Last modified: 2012-08-10 23:15:57 UTC
As reported by Asher Feldman: 73% of all queries to the enwiki master representing 58% of query execution time are of the one following type, which can be almost fully eliminated with caching: SELECT /* Revision::newFromTitle n.n.n.n */ page_latest FROM `page` WHERE page_namespace = '10' AND page_title = 'Cite_book' LIMIT 1
Why are these hitting the master? I guess more info will be needed on the callers. They should probably be audited.
(In reply to comment #1) > Why are these hitting the master? I guess more info will be needed on the > callers. They should probably be audited. Looks like there is no master flag. What is probably happening is that new edits are being made, then this function is called, and the master is hit since the slaves don't have the data.
Even if many of these queries could (or do) go to slaves, I don't think they should happen at all. Memcached could be used quite effectively here if keys were actively set on revision save (or deleted on revision/page delete).
(In reply to comment #3) > Even if many of these queries could (or do) go to slaves, I don't think they > should happen at all. Memcached could be used quite effectively here if keys > were actively set on revision save (or deleted on revision/page delete). I actually misread this. I was thinking of the revision fetch. That only falls back to the master. But the query being spammed in this report is the page_latest fetch, which is always from the master no matter what (on each page view...).

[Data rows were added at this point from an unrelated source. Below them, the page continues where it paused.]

//! Naming templates: `%` is the tuple arity, `#` is the argument count.
use std::path::{Path, PathBuf};

use crate::error::{ConfigError, ConfigResult, is_c_ident};

pub const ARITY_MARKER: char = '%';
pub const COUNT_MARKER: char = '#';

pub const DEFAULT_TUPLE_NAMING: &str = "D_INTERNAL_FOR_EACH_%_TUPLE_SEPARATOR_#";

/// A validated tuple naming template.
#[derive(Debug, Clone, PartialEq, Eq)]
pub struct NamingTemplate(String);

impl NamingTemplate {
    /// `arity_count` is how many tuple arities will share this template.
    pub fn new(template: &str, arity_count: usize) -> ConfigResult<Self> {
        let counts = template.matches(COUNT_MARKER).count();
        if counts != 1 {
            return Err(ConfigError::CountPlaceholder {
                template: template.to_string(),
                marker: COUNT_MARKER,
                found: counts,
            });
        }
        let arities = template.matches(ARITY_MARKER).count();
        if arities > 1 {
            return Err(ConfigError::ArityPlaceholder {
                template: template.to_string(),
                marker: ARITY_MARKER,
                found: arities,
            });
        }
        if arity_count > 1 && arities == 0 {
            return Err(ConfigError::AmbiguousNaming {
                template: template.to_string(),
                marker: ARITY_MARKER,
            });
        }
        let probe = substitute(template, 1, "1");
        if !is_c_ident(&probe) {
            return Err(ConfigError::NotIdentifier {
                what: "--tuple-naming-convention",
                value: template.to_string(),
            });
        }
        Ok(Self(template.to_string()))
    }

    /// A template no tuple family will be named from; accepted as given.
    pub fn unused(template: &str) -> Self {
        Self(template.to_string())
    }

    pub fn as_str(&self) -> &str {
        &self.0
    }

    /// Template for one arity, with its alias applied.
    ///
    /// The arity is substituted first, then the literal fragment `_<k>_TUPLE_` is rewritten
    /// into `_<alias>_`. Returns `None` when that fragment is absent, so callers can warn.
    pub fn aliased(&self, arity: usize, alias: &str) -> Option<String> {
        let fragment = format!("_{arity}_TUPLE_");
        let resolved = substitute_arity(&self.0, arity);
        if !resolved.contains(&fragment) {
            return None;
        }
        Some(resolved.replace(&fragment, &format!("_{alias}_")))
    }
}

/// Arity first, then count; count digits are never re-substituted.
pub fn substitute(template: &str, arity: usize, count: &str) -> String {
    substitute_arity(template, arity).replace(COUNT_MARKER, count)
}

fn substitute_arity(template: &str, arity: usize) -> String {
    template.replace(ARITY_MARKER, &arity.to_string())
}

/// File path for one tuple arity: `%` is substituted, or `_tuple<k>` is appended before
/// the extension.
pub fn apply_tuple_to_path(path: &Path, arity: usize) -> PathBuf {
    let raw = path.to_string_lossy();
    if raw.contains(ARITY_MARKER) {
        return PathBuf::from(substitute_arity(&raw, arity));
    }
    let stem = path.file_stem().map(|s| s.to_string_lossy().into_owned()).unwrap_or_default();
    let file_name = match path.extension() {
        Some(ext) => format!("{stem}_tuple{arity}.{}", ext.to_string_lossy()),
        None => format!("{stem}_tuple{arity}"),
    };
    path.with_file_name(file_name)
}

// ------------------------------- Tests ------------------------------------ //

#[cfg(test)]
mod tests {
    use super::*;

    #[test]
    fn arity_then_count() {
        assert_eq!(substitute("FOO_%_BAR_#", 3, "9"), "FOO_3_BAR_9");
        assert_eq!(substitute(DEFAULT_TUPLE_NAMING, 2, ""), "D_INTERNAL_FOR_EACH_2_TUPLE_SEPARATOR_");
    }

    #[test]
    fn injective_over_counts_and_arities() {
        let mut seen = std::collections::BTreeSet::new();
        for k in 1..=16 {
            for n in 0..=40 {
                assert!(seen.insert(substitute("T_%_N_#", k, &n.to_string())));
            }
        }
    }

    #[test]
    fn validation() {
        assert!(NamingTemplate::new("FOO_%_BAR_#", 5).is_ok());
        assert!(NamingTemplate::new("PAIRS_#", 1).is_ok());
        assert!(matches!(
            NamingTemplate::new("PAIRS_#", 2),
            Err(ConfigError::AmbiguousNaming { .. })
        ));
        assert!(matches!(
            NamingTemplate::new("FOO_%", 1),
            Err(ConfigError::CountPlaceholder { found: 0, .. })
        ));
        assert!(matches!(
            NamingTemplate::new("FOO_#_#", 1),
            Err(ConfigError::CountPlaceholder { found: 2, .. })
        ));
        assert!(matches!(
            NamingTemplate::new("F_%_%_#", 1),
            Err(ConfigError::ArityPlaceholder { .. })
        ));
        assert!(matches!(
            NamingTemplate::new("FOO-%-#", 1),
            Err(ConfigError::NotIdentifier { .. })
        ));
    }

    #[test]
    fn alias_rewrites_tuple_fragment() {
        let t = NamingTemplate::new(DEFAULT_TUPLE_NAMING, 2).unwrap();
        let aliased = t.aliased(2, "PAIRWISE").unwrap();
        assert_eq!(substitute(&aliased, 2, "4"), "D_INTERNAL_FOR_EACH_PAIRWISE_SEPARATOR_4");
    }

    #[test]
    fn alias_without_fragment_is_reported() {
        let t = NamingTemplate::new("MY_%_GROUPS_#", 2).unwrap();
        assert_eq!(t.aliased(2, "PAIRWISE"), None);
    }

    #[test]
    fn alias_on_fixed_template() {
        let t = NamingTemplate::new("X_3_TUPLE_#", 1).unwrap();
        assert_eq!(t.aliased(3, "TRI").as_deref(), Some("X_TRI_#"));
        assert_eq!(t.aliased(4, "QUAD"), None);
    }

    #[test]
    fn tuple_paths() {
        assert_eq!(apply_tuple_to_path(Path::new("out/fe_%_#.h"), 4), PathBuf::from("out/fe_4_#.h"));
        assert_eq!(apply_tuple_to_path(Path::new("out/fe_64.h"), 4), PathBuf::from("out/fe_64_tuple4.h"));
        assert_eq!(apply_tuple_to_path(Path::new("fe"), 2), PathBuf::from("fe_tuple2"));
    }
}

There's a draft in Gerrit that Aaron is working on now (private only because there's not yet a "public draft" feature in Gerrit). Once Aaron gets this reviewed by Asher on the performance side, he'll publish a changeset for normal code review.
It looks like the change in 1.20wmf8 that was supposed to shift some of these to slaves didn't have an impact. In the last 24 hours, select page_latest from Revision::newFromTitle represents 72% of all enwiki master queries. Around 1/3 of these are coming from job runners, but the other 2/3 are from web requests.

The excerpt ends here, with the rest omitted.